Лада по-прежнему дулась, разговаривала со всеми нами, даже с Псом, сквозь зубы, и никакие мои попытки улучшить ее настроение не увенчивались успехом. Я и ластился к ней, и мурлыкал умильно, и пытался развеселить, гоняясь за клубками Домовушкиного вязанья или ловя собственный хвост, – бесполезно.
Домовушка после нескольких попыток восстановить согласие и мир в квартире махнул на все лапкой и, если не смотрел телевизор и не занимался домашней работой, отсиживался под притолокой, перекинувшись тараканом. Наши прежние ночные бдения с беседами, рассказами, чаепитиями прекратились.
Даже Жаб и Рыб прониклись общим настроением.
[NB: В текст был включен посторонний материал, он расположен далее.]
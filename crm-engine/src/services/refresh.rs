//! Reclassification candidate listing
//!
//! Lifecycle labels drift with the calendar even when no data changes. An
//! external scheduler pages through these ids and recalculates them.

use super::CustomerService;
use crate::db::customers;
use crm_common::time::now_ms;
use crm_common::{Error, Result};
use std::str::FromStr;

/// Days-since-last-order windows around the 30/90/180 day lifecycle edges
pub const SMART_WINDOWS: [(i64, i64); 3] = [(28, 33), (88, 96), (178, 186)];

#[derive(Debug, Clone, Copy, PartialEq, Eq, Default)]
pub enum RefreshMode {
    /// Every customer with at least one order
    #[default]
    Full,
    /// Only customers near a lifecycle boundary
    Smart,
}

impl FromStr for RefreshMode {
    type Err = Error;

    fn from_str(s: &str) -> Result<Self> {
        match s {
            "full" => Ok(RefreshMode::Full),
            "smart" => Ok(RefreshMode::Smart),
            other => Err(Error::InvalidInput(format!("unknown refresh mode: {other:?}"))),
        }
    }
}

impl CustomerService {
    /// One batch of unified ids due for reclassification
    ///
    /// `batch <= 0` uses the configured batch size.
    pub async fn list_refresh_candidates(
        &self,
        org_id: &str,
        mode: RefreshMode,
        batch: i64,
        skip: i64,
    ) -> Result<Vec<String>> {
        let batch = if batch > 0 { batch } else { self.settings.refresh_batch_size };
        let windows: &[(i64, i64)] = match mode {
            RefreshMode::Full => &[],
            RefreshMode::Smart => &SMART_WINDOWS,
        };
        customers::list_refresh_candidates(&self.db, org_id, windows, now_ms(), batch, skip.max(0)).await
    }
}
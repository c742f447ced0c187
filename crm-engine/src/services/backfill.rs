//! Historical activity backfill
//!
//! Replays stored touchpoints through the log-if-not-exists path so a second
//! pass adds nothing.

use super::CustomerService;
use crate::db::{notes, sources};
use crm_common::models::{ActivityDomain, ChangeOperation};
use crm_common::Result;
use serde::Serialize;
use tracing::{info, warn};

const BACKFILL_BATCH: i64 = 1000;

/// Touchpoint kinds a backfill run replays
#[derive(Debug, Clone, Copy, PartialEq, Eq)]
pub struct BackfillKinds {
    pub orders: bool,
    pub conversations: bool,
    pub notes: bool,
}

impl Default for BackfillKinds {
    fn default() -> Self {
        Self {
            orders: true,
            conversations: true,
            notes: true,
        }
    }
}

impl BackfillKinds {
    /// Parse a list of domain names; an empty list selects everything
    pub fn from_domains(domains: &[ActivityDomain]) -> Self {
        if domains.is_empty() {
            return Self::default();
        }
        Self {
            orders: domains.contains(&ActivityDomain::Order),
            conversations: domains.contains(&ActivityDomain::Conversation),
            notes: domains.contains(&ActivityDomain::Note),
        }
    }
}

#[derive(Debug, Clone, Default, PartialEq, Eq, Serialize)]
#[serde(rename_all = "camelCase")]
pub struct BackfillResult {
    pub orders_processed: i64,
    pub conversations_processed: i64,
    pub conversations_logged: i64,
    pub conversations_skipped: i64,
    pub notes_processed: i64,
}

impl CustomerService {
    /// Replay order, conversation and note touchpoints oldest first
    ///
    /// `limit > 0` caps the records read per kind.
    pub async fn backfill_activity(
        &self,
        org_id: &str,
        limit: i64,
        kinds: BackfillKinds,
    ) -> Result<BackfillResult> {
        let mut result = BackfillResult::default();
        let cap = if limit > 0 { limit } else { i64::MAX };

        if kinds.orders {
            let mut offset = 0;
            while offset < cap {
                let page = sources::list_orders(&self.db, org_id, false, BACKFILL_BATCH.min(cap - offset), offset).await?;
                if page.is_empty() {
                    break;
                }
                offset += page.len() as i64;
                for order in &page {
                    if let Err(e) = self.ingest_order(order, ChangeOperation::Insert, true).await {
                        warn!(org_id, order_id = %order.id, error = %e, "Order backfill failed");
                    }
                    result.orders_processed += 1;
                }
            }
        }

        if kinds.conversations {
            let mut offset = 0;
            while offset < cap {
                let page =
                    sources::list_conversations(&self.db, org_id, BACKFILL_BATCH.min(cap - offset), offset).await?;
                if page.is_empty() {
                    break;
                }
                offset += page.len() as i64;
                for conversation in &page {
                    result.conversations_processed += 1;
                    match self.ingest_conversation(conversation, true).await {
                        Ok(Some(_)) => result.conversations_logged += 1,
                        Ok(None) => result.conversations_skipped += 1,
                        Err(e) => {
                            result.conversations_skipped += 1;
                            warn!(org_id, conversation_id = %conversation.id, error = %e, "Conversation backfill failed");
                        }
                    }
                }
            }
        }

        if kinds.notes {
            let mut offset = 0;
            while offset < cap {
                let page = notes::list_org_notes(&self.db, org_id, BACKFILL_BATCH.min(cap - offset), offset).await?;
                if page.is_empty() {
                    break;
                }
                offset += page.len() as i64;
                for note in &page {
                    if let Err(e) = self.record_note_activity(note, ChangeOperation::Insert).await {
                        warn!(org_id, note_id = %note.id, error = %e, "Note backfill failed");
                    }
                    result.notes_processed += 1;
                }
            }
        }

        info!(
            org_id,
            orders = result.orders_processed,
            conversations = result.conversations_processed,
            logged = result.conversations_logged,
            notes = result.notes_processed,
            "Activity backfill finished"
        );
        Ok(result)
    }
}

#[cfg(test)]
mod tests {
    use super::*;
    use crate::db::activities;
    use crm_common::config::EngineSettings;
    use crm_common::db::init_memory_database;
    use crm_common::models::{ConversationRecord, OrderRecord};
    use crm_common::time::{now_ms, MS_PER_DAY};
    use serde_json::json;
    use std::sync::Arc;

    #[test]
    fn test_kinds_from_domains() {
        assert_eq!(BackfillKinds::from_domains(&[]), BackfillKinds::default());
        let only_notes = BackfillKinds::from_domains(&[ActivityDomain::Note]);
        assert!(only_notes.notes && !only_notes.orders && !only_notes.conversations);
    }

    #[tokio::test]
    async fn test_two_passes_match_one() {
        let pool = init_memory_database().await.unwrap();
        let svc = CustomerService::new(pool.clone(), Arc::new(EngineSettings::default()), None);
        let base = now_ms() - 10 * MS_PER_DAY;

        for (i, status) in [(1, 1), (2, 1), (3, 6)] {
            let order = OrderRecord::from_document(
                "org",
                json!({"id": format!("o{i}"), "customer_id": "c1", "total_price": 100_000 * i,
                       "inserted_at": base + i * MS_PER_DAY, "status": status}),
            )
            .unwrap();
            sources::save_order(&pool, &order).await.unwrap();
        }
        let conv = ConversationRecord::from_document(
            "org",
            json!({"id": "cv1", "customer_id": "c1", "inserted_at": base}),
            base,
        )
        .unwrap();
        sources::save_conversation(&pool, &conv).await.unwrap();

        let first = svc.backfill_activity("org", 0, BackfillKinds::default()).await.unwrap();
        assert_eq!(first.orders_processed, 2);
        assert_eq!(first.conversations_processed, 1);
        let after_first = activities::count_activities(&pool, "org", "c1", None).await.unwrap();

        let second = svc.backfill_activity("org", 0, BackfillKinds::default()).await.unwrap();
        assert_eq!(second.conversations_logged, 0);
        assert_eq!(second.conversations_skipped, 1);
        let after_second = activities::count_activities(&pool, "org", "c1", None).await.unwrap();
        assert_eq!(after_first, after_second);
    }
}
Жаб, надувшись на весь свет, невежливо накрывался полотенцем – так сказать, поворачивался спиной – в ответ на любую попытку заговорить с ним, а Рыб сидел в своем гроте, и на рыле его больше не было умиротворенной улыбки.
Между тем наступила уже осень. Не то дождливое безобразие, которое именуется осенью у северян: дожди, туманы, липкий мокрый снег и прочая слякотная мерзость – я бывал в Москве в сентябре, я знаю.
Нет, это была наша южная богатая осень, когда дневная, почти летняя жара сменяется к вечеру приятной бодрящей прохладой, когда обесцвеченное летним зноем небо понемногу начинает приобретать глубину и синеву, когда листья на деревьях еще не пожелтели, но пожухшая летом трава вдруг снова становится зеленой под благотворными каплями случайно пролившегося утреннего дождика, когда на базаре есть все то же, что и летом, но в огромных количествах и по бросовой цене, когда вечера становятся все длиннее и – как бы это сказать? – прозрачнее, что ли, и воздух в сумерках приобретает особую пьянящую легкость… Люблю осень!